§ **Exercise objective**
Show each line of the entries below in which the word "Deserialize" appears.

§ **Dataset excerpts**
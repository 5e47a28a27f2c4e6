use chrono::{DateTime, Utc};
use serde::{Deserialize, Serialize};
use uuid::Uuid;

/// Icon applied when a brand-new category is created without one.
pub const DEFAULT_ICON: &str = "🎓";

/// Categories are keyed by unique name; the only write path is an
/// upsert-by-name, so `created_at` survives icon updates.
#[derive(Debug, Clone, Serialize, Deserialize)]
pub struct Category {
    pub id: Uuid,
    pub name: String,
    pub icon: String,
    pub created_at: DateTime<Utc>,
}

§ **Response**
use serde::{Deserialize, Serialize};
#[derive(Debug, Clone, Serialize, Deserialize)]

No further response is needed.